From: Linus Torvalds (torvalds@transmeta.com)
Date: Fri Aug 09 2002 - 22:53:42 EST


On Fri, 9 Aug 2002, Andrew Morton wrote:

> Linus Torvalds wrote:
> >
> > ...
> > repeat:
> > kmap_atomic(..); // this increments preempt count
> > nr = copy_from_user(..);
> > kunmap_atomic(..);
> >
> > /* bytes uncopied? */
> > if (nr) {
> > if (!get_user(dummy, start_addr) &&
> > !get_user(dummy, end_addr))
> > goto repeat;
> > .. handle EFAULT ..
> > }
> >
> > Yes, the above requires some care about getting the details right, but
> > notice how it requires absolutely no magic new code, and how it actually
> > uses existing well-documented (and has-to-work-anyway) features.
> >
>
> OK. The kunmap_atomic() could happen on a different CPU, which will
> die with CONFIG_DEBUG_HIGHMEM but apart from that, looks much saner.

No no no.

It cannot happen on another CPU, since even if we take a page fault, we
will all be inside a preempt-safe region (the first thing kmap_atomic()
does is to increment the preempt count, the last thing the kunmap does is
to decrement it).

There's nothing that sleeps anywhere, there's nothing that can cause a
schedule. Exactly because the page fault handler will _see_ that we're in
a critical region, and will do the "fixup()" thing for us.
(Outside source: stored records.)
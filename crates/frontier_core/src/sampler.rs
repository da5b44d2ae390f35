//! Random long-only weight vectors

use rand::Rng;
use rand_distr::{Distribution, Exp1};
use serde::{Deserialize, Serialize};

use crate::error::{PortfolioError, Result};
use crate::model::WeightVector;

/// How raw weights are drawn before normalization
#[derive(Debug, Clone, Copy, PartialEq, Eq, Default, Serialize, Deserialize)]
pub enum SamplingScheme {
    /// N uniform draws in [0, 1) divided by their sum. Concentrates mass
    /// toward the simplex center.
    #[default]
    Uniform,
    /// N `Exp(1)` draws divided by their sum, i.e. Dirichlet(1, ..., 1):
    /// uniform over the simplex.
    Dirichlet,
}

impl SamplingScheme {
    /// Draw a weight vector for `n` assets.
    ///
    /// Fails for zero assets. A draw whose raw sum is zero is discarded and
    /// redrawn.
    pub fn sample<R: Rng + ?Sized>(&self, n: usize, rng: &mut R) -> Result<WeightVector> {
        if n == 0 {
            return Err(PortfolioError::invalid("cannot sample weights for zero assets"));
        }
        loop {
            let raw: Vec<f64> = match self {
                SamplingScheme::Uniform => (0..n).map(|_| rng.random::<f64>()).collect(),
                SamplingScheme::Dirichlet => (0..n).map(|_| Exp1.sample(rng)).collect(),
            };
            if let Ok(weights) = WeightVector::normalize(&raw) {
                return Ok(weights);
            }
        }
    }
}

/// Uniform-then-normalize draw, the default scheme
pub fn sample_weights<R: Rng + ?Sized>(n: usize, rng: &mut R) -> Result<WeightVector> {
    SamplingScheme::Uniform.sample(n, rng)
}
//! Allocation refinement and the end-to-end optimization pipeline
//!
//! The pipeline simulates a cloud of random portfolios, selects a seed from
//! it and hands that seed to the particle swarm.
//!
//! # Example
//!
//! ```ignore
//! use frontier_core::optimization::{OptimizationConfig, optimize};
//!
//! let config = OptimizationConfig {
//!     risk_ceiling: Some(0.18),
//!     ..Default::default()
//! };
//! let report = optimize(&returns, &config)?;
//! println!("sharpe {:.4}", report.refinement.metrics.sharpe_ratio);
//! ```

mod config;
mod objective;
mod result;
mod swarm;

pub use config::{OptimizationConfig, PenaltyConfig, SwarmConfig};
pub use objective::{Evaluation, Objective};
pub use result::{ConvergenceHistory, OptimizationReport, Refinement, TerminationReason};
pub use swarm::{Particle, refine, refine_with_moments, refine_with_rng};

use crate::cache::MomentsCache;
use crate::error::Result;
use crate::frontier::{constrained_max_return, min_variance_portfolio};
use crate::model::ReturnSeries;
use crate::simulation::simulate_with_moments;

/// Main optimization entry point
///
/// Simulates, selects the constrained max-return record when a ceiling is
/// configured (the minimum-variance record otherwise) and refines it.
pub fn optimize(returns: &ReturnSeries, config: &OptimizationConfig) -> Result<OptimizationReport> {
    let mut cache = MomentsCache::new();
    optimize_with_cache(returns, config, &mut cache)
}

/// [`optimize`] reusing moments from `cache` when `returns` is unchanged.
pub fn optimize_with_cache(
    returns: &ReturnSeries,
    config: &OptimizationConfig,
    cache: &mut MomentsCache,
) -> Result<OptimizationReport> {
    let moments = cache.get_or_compute(returns)?;
    let table = simulate_with_moments(returns.assets(), moments, &config.simulation)?;

    let selected = match config.risk_ceiling {
        Some(ceiling) => constrained_max_return(&table, ceiling)?,
        None => min_variance_portfolio(&table)?,
    }
    .clone();
    let risk_ceiling = config
        .risk_ceiling
        .unwrap_or(selected.metrics.volatility);

    tracing::info!(
        risk_ceiling,
        seed_volatility = selected.metrics.volatility,
        seed_return = selected.metrics.expected_return,
        "refining selected portfolio"
    );

    let refinement = refine_with_moments(
        moments,
        &selected.weights,
        risk_ceiling,
        config.simulation.risk_free_rate,
        &config.swarm,
    )?;

    Ok(OptimizationReport {
        table,
        selected,
        refinement,
    })
}

#[cfg(test)]
mod tests {
    use super::*;
    use crate::error::PortfolioError;
    use crate::simulation::SimulationConfig;

    fn returns() -> ReturnSeries {
        ReturnSeries::from_rows(
            vec!["A".into(), "B".into(), "C".into()],
            vec![
                vec![0.011, -0.003, 0.002],
                vec![-0.005, 0.009, 0.001],
                vec![0.006, 0.001, -0.001],
                vec![0.010, -0.007, 0.003],
                vec![-0.002, 0.005, 0.000],
                vec![0.003, 0.002, 0.002],
            ],
        )
        .unwrap()
    }

    fn config(risk_ceiling: Option<f64>) -> OptimizationConfig {
        OptimizationConfig {
            simulation: SimulationConfig {
                trials: 400,
                seed: Some(8),
                ..Default::default()
            },
            risk_ceiling,
            swarm: SwarmConfig {
                particles: 10,
                max_iterations: 40,
                seed: Some(8),
                ..Default::default()
            },
        }
    }

    #[test]
    fn test_optimize_without_ceiling_uses_min_variance() {
        let report = optimize(&returns(), &config(None)).unwrap();
        let min_var = min_variance_portfolio(&report.table).unwrap();

        assert_eq!(&report.selected, min_var);
        assert_eq!(report.refinement.risk_ceiling, min_var.metrics.volatility);
        assert_eq!(report.table.len(), 400);
    }

    #[test]
    fn test_optimize_with_ceiling_selects_feasible_seed() {
        let baseline = optimize(&returns(), &config(None)).unwrap();
        let ceiling = baseline.table.min_volatility().unwrap() * 1.5;

        let report = optimize(&returns(), &config(Some(ceiling))).unwrap();
        assert!(report.selected.metrics.volatility <= ceiling);
        assert_eq!(report.refinement.risk_ceiling, ceiling);
    }

    #[test]
    fn test_optimize_reports_infeasible_ceiling() {
        let err = optimize(&returns(), &config(Some(1e-6))).unwrap_err();
        assert!(matches!(
            err,
            PortfolioError::NoFeasiblePortfolio {
                min_volatility: Some(_),
                ..
            }
        ));
    }

    #[test]
    fn test_cache_is_reused_across_runs() {
        let mut cache = MomentsCache::new();
        let returns = returns();
        let a = optimize_with_cache(&returns, &config(None), &mut cache).unwrap();
        let b = optimize_with_cache(&returns, &config(None), &mut cache).unwrap();

        assert_eq!(cache.stats(), (1, 1));
        assert_eq!(a.refinement, b.refinement);
    }
}
//! Tests for swarm refinement of simulated seeds
//!
//! These tests verify:
//! - A ceiling below the achievable minimum yields a penalized but finite result
//! - Refinement inside the band improves on the seed's objective
//! - Injected generators reproduce runs exactly

use rand::SeedableRng;
use rand::rngs::SmallRng;

use super::fixtures::three_asset_returns;
use crate::frontier::{constrained_max_return, min_variance_portfolio};
use crate::metrics::AssetMoments;
use crate::optimization::{Objective, PenaltyConfig, SwarmConfig, refine, refine_with_rng};
use crate::simulation::{SimulationConfig, simulate_with_config};

fn swarm(seed: u64) -> SwarmConfig {
    SwarmConfig {
        particles: 20,
        max_iterations: 100,
        seed: Some(seed),
        ..Default::default()
    }
}

fn table(seed: u64) -> crate::model::SimulationTable {
    simulate_with_config(
        &three_asset_returns(),
        &SimulationConfig {
            trials: 1000,
            risk_free_rate: 0.0,
            seed: Some(seed),
            ..Default::default()
        },
    )
    .unwrap()
}

#[test]
fn test_ceiling_below_minimum_is_penalized_not_fatal() {
    let returns = three_asset_returns();
    let table = table(31);
    let seed = min_variance_portfolio(&table).unwrap();
    let ceiling = seed.metrics.volatility * 0.5;

    let refined = refine(&returns, &seed.weights, ceiling, 0.0, &swarm(31)).unwrap();

    assert!(refined.penalty > 0.0, "ceiling cannot be met, penalty must bite");
    assert!(refined.objective.is_finite());
    assert!(refined.metrics.volatility.is_finite());
    assert!(
        refined.metrics.volatility <= seed.metrics.volatility,
        "refined volatility {} drifted above seed {}",
        refined.metrics.volatility,
        seed.metrics.volatility
    );
    let seed_penalty = PenaltyConfig::default().penalty(seed.metrics.volatility, ceiling);
    assert!(
        refined.penalty <= seed_penalty,
        "refined penalty {} exceeds the seed's {seed_penalty}",
        refined.penalty
    );
    assert!((refined.weights.sum() - 1.0).abs() < 1e-9);
    assert!(refined.weights.iter().all(|&w| w >= 0.0));
}

#[test]
fn test_refinement_improves_on_constrained_seed() {
    let returns = three_asset_returns();
    let moments = AssetMoments::estimate(&returns).unwrap();
    let table = table(32);
    let ceiling = table.min_volatility().unwrap() * 1.4;
    let seed = constrained_max_return(&table, ceiling).unwrap();

    let config = swarm(32);
    let seed_cost =
        Objective::new(&moments, ceiling, 0.0, config.penalty).cost(seed.weights.as_slice());
    let refined = refine(&returns, &seed.weights, ceiling, 0.0, &config).unwrap();

    assert!(refined.objective <= seed_cost);
    assert!(
        refined.metrics.volatility <= ceiling * 1.05,
        "volatility {} should stay near the ceiling {}",
        refined.metrics.volatility,
        ceiling
    );
}

#[test]
fn test_injected_rng_reproduces_refinement() {
    let returns = three_asset_returns();
    let table = table(33);
    let seed = min_variance_portfolio(&table).unwrap();
    let ceiling = seed.metrics.volatility;
    let config = SwarmConfig {
        seed: None,
        ..swarm(0)
    };

    let a = refine_with_rng(
        &returns,
        &seed.weights,
        ceiling,
        0.0,
        &config,
        &mut SmallRng::seed_from_u64(5),
    )
    .unwrap();
    let b = refine_with_rng(
        &returns,
        &seed.weights,
        ceiling,
        0.0,
        &config,
        &mut SmallRng::seed_from_u64(5),
    )
    .unwrap();

    assert_eq!(a, b);
    assert_eq!(a.history.num_iterations(), a.iterations);
}
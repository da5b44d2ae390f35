//! Portfolio statistics and efficient-frontier estimation library
//!
//! This crate turns historical daily prices into an allocation across assets.
//! It supports:
//! - Price cleaning (sparse column removal, bounded gap filling)
//! - Log-return series with bounded backward fill
//! - Expected return, annualized volatility and Sharpe ratio
//! - Monte Carlo sampling of long-only weight vectors
//! - Frontier selection (minimum variance, max return under a risk ceiling)
//! - Particle swarm refinement with a soft risk-band penalty
//!
//! # Pipeline
//!
//! ```ignore
//! use frontier_core::model::{PriceTable, ReturnSeries};
//! use frontier_core::optimization::{OptimizationConfig, optimize};
//!
//! let prices = prices.drop_sparse_assets(0.6)?.fill_gaps(7);
//! let returns = ReturnSeries::from_prices(&prices).drop_incomplete_rows();
//! let report = optimize(&returns, &OptimizationConfig::default())?;
//! ```

#![warn(clippy::all)]

// ============================================================================
// Core modules
// ============================================================================

pub mod cache;
pub mod error;
pub mod frontier;
pub mod metrics;
pub mod optimization;
pub mod sampler;
pub mod simulation;

// ============================================================================
// Type definition modules
// ============================================================================

pub mod model;

// ============================================================================
// Test modules
// ============================================================================

#[cfg(test)]
mod tests;

// ============================================================================
// Public re-exports for convenience
// ============================================================================

pub use error::{PortfolioError, Result};
pub use frontier::{
    constrained_max_return, efficient_frontier, max_sharpe_portfolio, min_variance_portfolio,
};
pub use metrics::{expected_return, portfolio_metrics, sharpe_ratio, volatility};
pub use optimization::{optimize, refine};
pub use simulation::{SimulationConfig, simulate};
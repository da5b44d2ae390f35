pub mod io;

pub use io::{atomic_write, atomic_write_bytes};
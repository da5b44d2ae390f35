//! Long-only, fully invested allocation vectors

use serde::{Deserialize, Serialize};

use crate::error::{PortfolioError, Result};

/// A point on the probability simplex: every weight is non-negative and the
/// weights sum to one. Transformations always produce a new vector.
#[derive(Debug, Clone, PartialEq, Serialize, Deserialize)]
#[serde(try_from = "Vec<f64>", into = "Vec<f64>")]
pub struct WeightVector(Vec<f64>);

impl WeightVector {
    /// Allowed deviation of the sum from one
    pub const SUM_TOLERANCE: f64 = 1e-9;

    /// Wrap weights that already lie on the simplex.
    pub fn new(weights: Vec<f64>) -> Result<Self> {
        validate_raw(&weights)?;
        let sum: f64 = weights.iter().sum();
        if (sum - 1.0).abs() > Self::SUM_TOLERANCE {
            return Err(PortfolioError::invalid(format!(
                "weights must sum to 1, got {sum}"
            )));
        }
        Ok(Self(weights))
    }

    /// Project a non-negative raw vector onto the simplex as `x / sum(x)`.
    pub fn normalize(raw: &[f64]) -> Result<Self> {
        validate_raw(raw)?;
        let sum: f64 = raw.iter().sum();
        if sum <= 0.0 {
            return Err(PortfolioError::invalid("cannot normalize weights with zero sum"));
        }
        Ok(Self(raw.iter().map(|w| w / sum).collect()))
    }

    /// Equal allocation across `n` assets
    pub fn equal(n: usize) -> Result<Self> {
        if n == 0 {
            return Err(PortfolioError::invalid("weight vector is empty"));
        }
        Ok(Self(vec![1.0 / n as f64; n]))
    }

    pub fn len(&self) -> usize {
        self.0.len()
    }

    pub fn is_empty(&self) -> bool {
        self.0.is_empty()
    }

    pub fn as_slice(&self) -> &[f64] {
        &self.0
    }

    pub fn iter(&self) -> std::slice::Iter<'_, f64> {
        self.0.iter()
    }

    pub fn sum(&self) -> f64 {
        self.0.iter().sum()
    }

    pub fn into_inner(self) -> Vec<f64> {
        self.0
    }
}

fn validate_raw(weights: &[f64]) -> Result<()> {
    if weights.is_empty() {
        return Err(PortfolioError::invalid("weight vector is empty"));
    }
    if let Some(w) = weights.iter().find(|w| !w.is_finite() || **w < 0.0) {
        return Err(PortfolioError::invalid(format!(
            "weights must be finite and non-negative, got {w}"
        )));
    }
    Ok(())
}

impl AsRef<[f64]> for WeightVector {
    fn as_ref(&self) -> &[f64] {
        &self.0
    }
}

impl TryFrom<Vec<f64>> for WeightVector {
    type Error = PortfolioError;

    fn try_from(value: Vec<f64>) -> Result<Self> {
        Self::new(value)
    }
}

impl From<WeightVector> for Vec<f64> {
    fn from(value: WeightVector) -> Self {
        value.0
    }
}
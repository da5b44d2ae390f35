//! Optimization result types
//!
//! Contains types for tracking swarm progress and final results.

use serde::{Deserialize, Serialize};

use crate::model::{PortfolioMetrics, SimulationRecord, SimulationTable, WeightVector};

/// Per-iteration trace of the swarm
#[derive(Debug, Clone, Default, PartialEq, Serialize, Deserialize)]
pub struct ConvergenceHistory {
    /// Swarm-best cost after each iteration (monotonically non-increasing)
    pub best_costs: Vec<f64>,

    /// Largest particle distance from the swarm best after each iteration
    pub radii: Vec<f64>,
}

impl ConvergenceHistory {
    #[must_use]
    pub fn new() -> Self {
        Self::default()
    }

    pub fn record(&mut self, best_cost: f64, radius: f64) {
        self.best_costs.push(best_cost);
        self.radii.push(radius);
    }

    #[must_use]
    pub fn num_iterations(&self) -> usize {
        self.best_costs.len()
    }
}

/// Reason why optimization terminated
#[derive(Debug, Clone, Copy, PartialEq, Eq, Serialize, Deserialize)]
pub enum TerminationReason {
    /// Swarm radius fell below the tolerance
    Converged,

    /// Iteration budget exhausted
    MaxIterationsReached,
}

/// Outcome of one swarm refinement
#[derive(Debug, Clone, PartialEq, Serialize, Deserialize)]
pub struct Refinement {
    /// Best position found, normalized onto the simplex
    pub weights: WeightVector,

    pub metrics: PortfolioMetrics,

    /// `-sharpe + penalty` at `weights`
    pub objective: f64,

    /// Risk-band penalty at `weights`
    pub penalty: f64,

    /// Ceiling the penalty was measured against
    pub risk_ceiling: f64,

    pub iterations: usize,

    pub termination_reason: TerminationReason,

    pub history: ConvergenceHistory,
}

impl Refinement {
    pub fn converged(&self) -> bool {
        self.termination_reason == TerminationReason::Converged
    }
}

/// Everything produced by [`super::optimize`]
#[derive(Debug, Clone, Serialize, Deserialize)]
pub struct OptimizationReport {
    pub table: SimulationTable,

    /// Simulation record that seeded the swarm
    pub selected: SimulationRecord,

    pub refinement: Refinement,
}
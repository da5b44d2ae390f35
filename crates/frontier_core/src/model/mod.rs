mod prices;
mod results;
mod returns;
mod weights;

pub use prices::{DEFAULT_MIN_COVERAGE, GAP_FILL_LIMIT, PriceTable};
pub use results::{PortfolioMetrics, SimulationRecord, SimulationTable};
pub use returns::ReturnSeries;
pub use weights::WeightVector;
//! Log-return series derived from a [`PriceTable`]
//!
//! Cells are stored in a flat row-major buffer where the asset index varies
//! fastest. A missing cell is `None` and must be dropped before moments are
//! estimated.

use jiff::civil::Date;
use serde::{Deserialize, Serialize};

use super::prices::{GAP_FILL_LIMIT, PriceTable};
use crate::error::{PortfolioError, Result};

#[derive(Debug, Clone, PartialEq, Serialize, Deserialize)]
pub struct ReturnSeries {
    /// Asset names in column order
    assets: Vec<String>,
    /// Date of each row, when the series came from a dated price table
    dates: Option<Vec<Date>>,
    /// Cells in row-major order
    values: Vec<Option<f64>>,
}

impl ReturnSeries {
    /// Convert prices into log returns.
    ///
    /// Each cell is `ln(p_t / p_prev)` where `p_prev` is the last available
    /// price of that asset. A row without a price carries the previous price
    /// forward and gets a zero return, so the return that closes a gap is
    /// counted once. Rows before the first return of an asset are
    /// back-filled from it for at most [`GAP_FILL_LIMIT`] periods.
    pub fn from_prices(prices: &PriceTable) -> Self {
        Self::from_prices_with_limit(prices, GAP_FILL_LIMIT)
    }

    pub fn from_prices_with_limit(prices: &PriceTable, fill_limit: usize) -> Self {
        let n = prices.num_assets();
        let periods = prices.num_periods();
        let mut values = vec![None; periods * n];

        for asset in 0..n {
            let mut last_price: Option<f64> = None;
            let mut column = Vec::with_capacity(periods);
            for t in 0..periods {
                let cell = match (prices.price(t, asset), last_price) {
                    (Some(p), Some(prev)) => Some((p / prev).ln()),
                    (None, Some(_)) => Some(0.0),
                    (_, None) => None,
                };
                if let Some(p) = prices.price(t, asset) {
                    last_price = Some(p);
                }
                column.push(cell);
            }

            backfill(&mut column, fill_limit);
            for (t, cell) in column.into_iter().enumerate() {
                values[t * n + asset] = cell;
            }
        }

        Self {
            assets: prices.assets().to_vec(),
            dates: Some(prices.dates().to_vec()),
            values,
        }
    }

    /// Build a complete, undated series directly from per-period return rows.
    pub fn from_rows(assets: Vec<String>, rows: Vec<Vec<f64>>) -> Result<Self> {
        if assets.is_empty() {
            return Err(PortfolioError::invalid("return series has no assets"));
        }
        let n = assets.len();
        let mut values = Vec::with_capacity(rows.len() * n);
        for (t, row) in rows.into_iter().enumerate() {
            if row.len() != n {
                return Err(PortfolioError::invalid(format!(
                    "return row {t} has {} values, expected {n}",
                    row.len()
                )));
            }
            if let Some(bad) = row.iter().find(|r| !r.is_finite()) {
                return Err(PortfolioError::invalid(format!(
                    "return row {t} contains a non-finite value {bad}"
                )));
            }
            values.extend(row.into_iter().map(Some));
        }
        Ok(Self {
            assets,
            dates: None,
            values,
        })
    }

    pub fn assets(&self) -> &[String] {
        &self.assets
    }

    pub fn dates(&self) -> Option<&[Date]> {
        self.dates.as_deref()
    }

    pub fn num_assets(&self) -> usize {
        self.assets.len()
    }

    pub fn num_periods(&self) -> usize {
        self.values.len().checked_div(self.assets.len()).unwrap_or(0)
    }

    /// Shape as `(periods, assets)`
    pub fn shape(&self) -> (usize, usize) {
        (self.num_periods(), self.num_assets())
    }

    pub fn get(&self, period: usize, asset: usize) -> Option<f64> {
        if asset >= self.assets.len() {
            return None;
        }
        self.values
            .get(period * self.assets.len() + asset)
            .copied()
            .flatten()
    }

    pub fn row(&self, period: usize) -> &[Option<f64>] {
        let n = self.assets.len();
        &self.values[period * n..(period + 1) * n]
    }

    pub fn rows(&self) -> impl Iterator<Item = &[Option<f64>]> {
        self.values.chunks(self.assets.len().max(1))
    }

    /// Number of missing cells
    pub fn missing_count(&self) -> usize {
        self.values.iter().filter(|v| v.is_none()).count()
    }

    pub fn is_complete(&self) -> bool {
        self.values.iter().all(Option::is_some)
    }

    /// Remove every row that still has a missing cell.
    pub fn drop_incomplete_rows(&self) -> Self {
        let keep: Vec<usize> = self
            .rows()
            .enumerate()
            .filter(|(_, row)| row.iter().all(Option::is_some))
            .map(|(t, _)| t)
            .collect();

        let dropped = self.num_periods() - keep.len();
        if dropped > 0 {
            tracing::debug!(dropped, kept = keep.len(), "dropping incomplete return rows");
        }

        let values = keep
            .iter()
            .flat_map(|&t| self.row(t).iter().copied())
            .collect();
        let dates = self
            .dates
            .as_ref()
            .map(|d| keep.iter().map(|&t| d[t]).collect());

        Self {
            assets: self.assets.clone(),
            dates,
            values,
        }
    }

    /// Raw cell buffer, row-major
    pub(crate) fn cells(&self) -> &[Option<f64>] {
        &self.values
    }
}

/// Backward fill: each missing cell takes the next available value if that
/// value is at most `limit` rows ahead. Return columns only have leading
/// gaps left by the time this runs.
fn backfill(column: &mut [Option<f64>], limit: usize) {
    let mut next: Option<f64> = None;
    let mut filled_run = 0;
    for cell in column.iter_mut().rev() {
        match cell {
            Some(v) => {
                next = Some(*v);
                filled_run = 0;
            }
            None => {
                if filled_run < limit
                    && let Some(v) = next
                {
                    *cell = Some(v);
                    filled_run += 1;
                }
            }
        }
    }
}

#[cfg(test)]
mod tests {
    use super::*;
    use jiff::ToSpan;

    fn table(rows: Vec<Vec<Option<f64>>>) -> PriceTable {
        let start = jiff::civil::date(2022, 6, 1);
        let dates = (0..rows.len())
            .map(|i| start.saturating_add((i as i64).days()))
            .collect();
        let assets = (0..rows[0].len()).map(|i| format!("A{i}")).collect();
        PriceTable::new(assets, dates, rows).unwrap()
    }

    #[test]
    fn test_log_returns_and_first_row_backfilled() {
        let prices = table(vec![vec![Some(100.0)], vec![Some(110.0)], vec![Some(99.0)]]);
        let returns = ReturnSeries::from_prices(&prices);

        let r1 = (110.0f64 / 100.0).ln();
        let r2 = (99.0f64 / 110.0).ln();
        assert_eq!(returns.shape(), (3, 1));
        assert_eq!(returns.get(0, 0), Some(r1), "first row takes the next return");
        assert_eq!(returns.get(1, 0), Some(r1));
        assert_eq!(returns.get(2, 0), Some(r2));
        assert!(returns.is_complete());
    }

    #[test]
    fn test_return_spans_price_gap() {
        let prices = table(vec![
            vec![Some(100.0)],
            vec![None],
            vec![Some(121.0)],
        ]);
        let returns = ReturnSeries::from_prices(&prices);

        let r = (121.0f64 / 100.0).ln();
        assert_eq!(returns.get(1, 0), Some(0.0), "gap row carries the last price");
        assert_eq!(returns.get(2, 0), Some(r));
    }

    #[test]
    fn test_long_gap_jump_counted_once() {
        let mut rows = vec![vec![Some(100.0), Some(10.0)]];
        rows.extend(std::iter::repeat_n(vec![None, Some(10.0)], 10));
        rows.push(vec![Some(200.0), Some(10.0)]);
        rows.push(vec![Some(210.0), Some(10.5)]);
        let prices = table(rows).fill_gaps(GAP_FILL_LIMIT);

        let returns = ReturnSeries::from_prices(&prices).drop_incomplete_rows();
        let total: f64 = (0..returns.num_periods())
            .map(|t| returns.get(t, 0).unwrap())
            .sum();

        // The first row is back-filled from the second, every later row
        // contributes its own return exactly once.
        let first = returns.get(0, 0).unwrap();
        let expected = (210.0f64 / 100.0).ln() + first;
        assert!(
            (total - expected).abs() < 1e-12,
            "summed log returns {total}, expected {expected}"
        );
        let jumps = (0..returns.num_periods())
            .filter(|&t| (returns.get(t, 0).unwrap() - 2.0f64.ln()).abs() < 1e-12)
            .count();
        assert_eq!(jumps, 1);
    }

    #[test]
    fn test_log_returns_telescope_over_gaps() {
        let prices = table(vec![
            vec![Some(50.0)],
            vec![Some(55.0)],
            vec![None],
            vec![None],
            vec![Some(40.0)],
            vec![Some(44.0)],
        ]);
        let returns = ReturnSeries::from_prices(&prices);

        // Row 0 is a back-filled copy of row 1
        let total: f64 = (1..returns.num_periods())
            .map(|t| returns.get(t, 0).unwrap())
            .sum();
        assert!((total - (44.0f64 / 50.0).ln()).abs() < 1e-12);
        assert!(returns.is_complete());
    }

    #[test]
    fn test_backfill_limit_leaves_older_cells_missing() {
        let mut column = vec![None; 10];
        column.push(Some(0.5));
        backfill(&mut column, 7);

        assert_eq!(column.iter().filter(|c| c.is_none()).count(), 3);
        assert!(column[..3].iter().all(Option::is_none));
        assert!(column[3..].iter().all(|c| *c == Some(0.5)));
    }

    #[test]
    fn test_drop_incomplete_rows_keeps_dates_aligned() {
        // B is listed late: its first return arrives in row 11 and the
        // back-fill only reaches seven rows before it.
        let mut rows: Vec<Vec<Option<f64>>> =
            std::iter::repeat_n(vec![Some(1.0), None], 10).collect();
        rows.push(vec![Some(1.0), Some(2.0)]);
        rows.push(vec![Some(1.1), Some(2.2)]);
        let prices = table(rows);

        let returns = ReturnSeries::from_prices(&prices);
        assert!(!returns.is_complete());
        assert_eq!(returns.missing_count(), 4);

        let clean = returns.drop_incomplete_rows();
        assert!(clean.is_complete());
        assert_eq!(clean.num_periods(), 8);
        assert_eq!(clean.dates().unwrap().len(), clean.num_periods());
        assert_eq!(clean.dates().unwrap().last(), prices.dates().last());
    }

    #[test]
    fn test_from_rows_validates_shape() {
        let assets = vec!["X".to_string(), "Y".to_string()];
        assert!(ReturnSeries::from_rows(assets.clone(), vec![vec![0.1]]).is_err());
        assert!(ReturnSeries::from_rows(assets.clone(), vec![vec![0.1, f64::NAN]]).is_err());

        let ok = ReturnSeries::from_rows(assets, vec![vec![0.1, 0.2], vec![0.0, -0.1]]).unwrap();
        assert_eq!(ok.shape(), (2, 2));
        assert!(ok.dates().is_none());
    }
}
> We'll need need to manually fault in the user page on the
> generic_file_read() path before taking the kmap, because reading
> into an unmapped page is a common case: malloc/read.

I actually suspect that most reads are fairly small, and the page already
exists. But who knows.. pre-loading is certainly easy (a single
instruction).

> > And notice how it works as a _much_ more generic fix - the above actually
> > allows the true anti-deadlock thing where you can basically "test" whether
> > the page is already mapped with zero cost, and if it isn't mapped (and you
> > worry about deadlocking because you've already locked the page that we're
> > writing into), you can make the slow path do a careful "look up the page
> > tables by hand" thing.
>
> I don't understand what the pagetable walk is here for?
>
> The kernel will sometimes need to read the page from disk to service
> the fault, but it's locked...
>
> We could drop the page lock before the __get_user, but that may
> break the expectations of some filesystem's prepare/commit pair.

The thing is, we can _notice_ when the bad case happens (same page), and
we can for that special case do special logic.

We couldn't do that before, simply because we can't afford to do the page
table walk all the time. But we _can_ afford to do it for the rare cases
that would trap (the deadlock being one of them).